Zephyr/Science Photo Library

Eight young children seem to be shielded from severe genetic disorders following their birth through a three-parent DNA technique. This method involved replacing defective maternal mitochondria with those from a female donor.

Approximately 1 in 5,000 individuals carry mitochondrial defects that provide energy to cells and are inherited solely from the mother. Such defects may result from genetic mutations leading to issues like blindness, seizures, and, in extreme cases, death. “Families find it incredibly challenging to cope with these diseases. They are heart-wrenching,” states Bobby McFarland from Newcastle University, UK.

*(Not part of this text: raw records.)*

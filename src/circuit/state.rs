//! Circuit state machine.
//!
//! [`CircuitRecord`] holds everything that has to change together: state,
//! generation, counts and expiry. The breaker loads a record, applies one of
//! the methods below and writes it back in a single compare-and-swap, so the
//! logic here stays free of I/O and locking.

use serde::{Deserialize, Serialize};
use std::fmt;

use crate::config::{CircuitBreakerConfig, TripPolicy};

/// State of a circuit.
#[derive(Debug, Clone, Copy, PartialEq, Eq, Hash, Default, Serialize, Deserialize)]
#[serde(rename_all = "snake_case")]
pub enum CircuitState {
    /// Traffic flows, outcomes are counted
    #[default]
    Closed,
    /// Traffic is refused until the open timeout passes
    Open,
    /// A bounded number of probes are let through
    HalfOpen,
}

impl CircuitState {
    /// Wire representation used in store hashes and response bodies.
    pub fn as_str(&self) -> &'static str {
        match self {
            CircuitState::Closed => "closed",
            CircuitState::Open => "open",
            CircuitState::HalfOpen => "half_open",
        }
    }

    /// Parse the wire representation.
    pub fn parse(s: &str) -> Option<Self> {
        match s {
            "closed" => Some(CircuitState::Closed),
            "open" => Some(CircuitState::Open),
            "half_open" => Some(CircuitState::HalfOpen),
            _ => None,
        }
    }
}

impl fmt::Display for CircuitState {
    fn fmt(&self, f: &mut fmt::Formatter<'_>) -> fmt::Result {
        f.write_str(self.as_str())
    }
}

/// Request outcomes counted within one generation.
#[derive(Debug, Clone, Copy, PartialEq, Eq, Default, Serialize, Deserialize)]
pub struct Counts {
    pub requests: u32,
    pub successes: u32,
    pub failures: u32,
    pub consecutive_successes: u32,
    pub consecutive_failures: u32,
}

impl Counts {
    fn on_request(&mut self) {
        self.requests = self.requests.saturating_add(1);
    }

    fn on_success(&mut self) {
        self.successes = self.successes.saturating_add(1);
        self.consecutive_successes = self.consecutive_successes.saturating_add(1);
        self.consecutive_failures = 0;
    }

    fn on_failure(&mut self) {
        self.failures = self.failures.saturating_add(1);
        self.consecutive_failures = self.consecutive_failures.saturating_add(1);
        self.consecutive_successes = 0;
    }

    /// Admitted requests that have not reported yet.
    pub fn in_flight(&self) -> u32 {
        self.requests
            .saturating_sub(self.successes)
            .saturating_sub(self.failures)
    }

    /// Share of failures among admitted requests.
    pub fn failure_ratio(&self) -> f64 {
        if self.requests == 0 {
            0.0
        } else {
            self.failures as f64 / self.requests as f64
        }
    }
}

/// A state change, with the generation it started.
#[derive(Debug, Clone, Copy, PartialEq, Eq)]
pub struct Transition {
    pub from: CircuitState,
    pub to: CircuitState,
    pub generation: u64,
}

/// Result of applying a report to a record.
#[derive(Debug, Clone, Copy, PartialEq, Eq)]
pub enum ReportOutcome {
    /// Counts were updated, possibly causing a transition.
    Applied(Option<Transition>),
    /// The report belongs to an earlier generation and was dropped.
    Stale { current: u64 },
}

/// Per-resource circuit record.
#[derive(Debug, Clone, PartialEq, Eq, Serialize, Deserialize)]
pub struct CircuitRecord {
    pub state: CircuitState,
    pub generation: u64,
    pub counts: Counts,
    /// Epoch millis when the current generation ends; 0 means never.
    /// Closed: end of the counting interval. Open: end of the open timeout.
    /// HalfOpen: deadline after which unreported probes are abandoned.
    pub expiry_ms: u64,
}
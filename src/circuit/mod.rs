//! Circuit breaking for downstream resources.

mod breaker;
mod state;

pub use breaker::{CircuitBreaker, ReportStatus, Ticket};
pub use state::{should_trip, CircuitRecord, CircuitState, Counts, ReportOutcome, Transition};
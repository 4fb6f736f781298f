//! Quota key resolution.

use serde::{Deserialize, Serialize};
use std::net::IpAddr;

use crate::error::{GatekeeperError, Result};

/// What identifies a request for quota purposes.
#[derive(Debug, Clone, Default, PartialEq, Eq)]
pub struct RequestIdentity {
    /// Remote address of the client
    pub client_addr: Option<IpAddr>,
    /// Authenticated user id, if any
    pub user_id: Option<String>,
    /// Caller-chosen key, e.g. an API key or tenant
    pub custom_key: Option<String>,
}

impl RequestIdentity {
    /// Identity of an anonymous client.
    pub fn from_addr(addr: IpAddr) -> Self {
        Self {
            client_addr: Some(addr),
            ..Default::default()
        }
    }

    /// Attach an authenticated user id.
    pub fn with_user(mut self, user_id: impl Into<String>) -> Self {
        self.user_id = Some(user_id.into());
        self
    }

    /// Attach a custom key.
    pub fn with_custom_key(mut self, key: impl Into<String>) -> Self {
        self.custom_key = Some(key.into());
        self
    }
}

/// Which part of a [`RequestIdentity`] the quota is keyed on.
#[derive(Debug, Clone, Copy, PartialEq, Eq, Default, Serialize, Deserialize)]
#[serde(rename_all = "snake_case")]
pub enum KeySource {
    /// One quota per client address
    #[default]
    ClientAddress,
    /// One quota per user, anonymous requests fall back to the address
    UserId,
    /// One quota per custom key
    Custom,
}

impl KeySource {
    /// Derive the quota key, or `None` when the identity lacks the part
    /// this source needs.
    pub fn resolve(&self, identity: &RequestIdentity) -> Option<String> {
        let by_addr = || identity.client_addr.map(|addr| format!("ip:{}", addr));
        match self {
            KeySource::ClientAddress => by_addr(),
            KeySource::UserId => identity
                .user_id
                .as_deref()
                .filter(|u| !u.is_empty())
                .map(|u| format!("user:{}", u))
                .or_else(by_addr),
            KeySource::Custom => identity
                .custom_key
                .as_deref()
                .filter(|k| !k.is_empty())
                .map(|k| format!("custom:{}", k)),
        }
    }
}

/// A quota bucket key, namespaced by the limiter's prefix.
#[derive(Debug, Clone, PartialEq, Eq, Hash)]
pub struct RateLimitKey {
    /// Namespace of the limiter configuration
    pub prefix: String,
    /// The bucket within that namespace
    pub key: String,
}

impl RateLimitKey {
    /// Create a key. An empty key is a configuration error in the caller.
    pub fn new(prefix: &str, key: &str) -> Result<Self> {
        if key.is_empty() {
            return Err(GatekeeperError::Config(
                "rate limit key must not be empty".to_string(),
            ));
        }
        Ok(Self {
            prefix: prefix.to_string(),
            key: key.to_string(),
        })
    }

    /// The key under which the window is stored.
    pub fn to_store_key(&self) -> String {
        format!("{}:rl:{}", self.prefix, self.key)
    }
}

impl std::fmt::Display for RateLimitKey {
    fn fmt(&self, f: &mut std::fmt::Formatter<'_>) -> std::fmt::Result {
        write!(f, "{}:{}", self.prefix, self.key)
    }
}
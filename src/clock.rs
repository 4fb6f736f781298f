//! Wall-clock sources.
//!
//! Window scores and circuit expiries are stored as epoch milliseconds so that
//! every instance sharing a store agrees on them. Tests drive time through
//! [`ManualClock`] instead of sleeping.

use std::sync::atomic::{AtomicU64, Ordering};
use std::time::{Duration, SystemTime, UNIX_EPOCH};

use chrono::{DateTime, TimeZone, Utc};

/// A source of the current time in epoch milliseconds.
pub trait Clock: Send + Sync {
    /// Milliseconds since the Unix epoch.
    fn now_ms(&self) -> u64;
}

/// The system wall clock.
#[derive(Debug, Clone, Copy, Default)]
pub struct SystemClock;

impl Clock for SystemClock {
    fn now_ms(&self) -> u64 {
        SystemTime::now()
            .duration_since(UNIX_EPOCH)
            .map(duration_ms)
            .unwrap_or(0)
    }
}

/// A clock that only moves when told to.
#[derive(Debug, Default)]
pub struct ManualClock {
    now_ms: AtomicU64,
}

impl ManualClock {
    /// Create a clock frozen at `start_ms`.
    pub fn new(start_ms: u64) -> Self {
        Self {
            now_ms: AtomicU64::new(start_ms),
        }
    }

    /// Move the clock forward.
    pub fn advance(&self, by: Duration) {
        self.now_ms.fetch_add(duration_ms(by), Ordering::SeqCst);
    }

    /// Jump to an absolute time.
    pub fn set(&self, now_ms: u64) {
        self.now_ms.store(now_ms, Ordering::SeqCst);
    }
}

impl Clock for ManualClock {
    fn now_ms(&self) -> u64 {
        self.now_ms.load(Ordering::SeqCst)
    }
}

/// Convert epoch milliseconds into a UTC timestamp, clamped to the latest
/// representable instant.
pub fn to_datetime(ms: u64) -> DateTime<Utc> {
    i64::try_from(ms)
        .ok()
        .and_then(|ms| Utc.timestamp_millis_opt(ms).single())
        .unwrap_or(DateTime::<Utc>::MAX_UTC)
}

/// Whole milliseconds in `duration`, saturating at `u64::MAX`.
pub fn duration_ms(duration: Duration) -> u64 {
    u64::try_from(duration.as_millis()).unwrap_or(u64::MAX)
}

In 2015, the UK first sanctioned a procedure called pronuclear transfer for women at high risk of passing on mitochondrial conditions, particularly those who cannot benefit from pre-implantation genetic testing.

This nuclear transfer technique utilizes eggs from both mothers and donors, which are fertilized with paternal sperm via IVF. After roughly 10 hours, the nuclei from both eggs are extracted, leaving behind the crucial genetic material that is separate from mitochondrial DNA.

The nucleus from the mother is subsequently inserted into the donor’s egg, yielding an embryo that primarily inherits DNA from its biological parent while acquiring mitochondria from the donor. Some mitochondrial DNA from the mother may still be unintentionally transmitted, according to Burt Smeet from Maastricht University in the Netherlands.

McFarland, who pioneered this method with her team, has applied the technique to 19 women harboring harmful mutations in over 80% of their mitochondria, typically the level that causes issues.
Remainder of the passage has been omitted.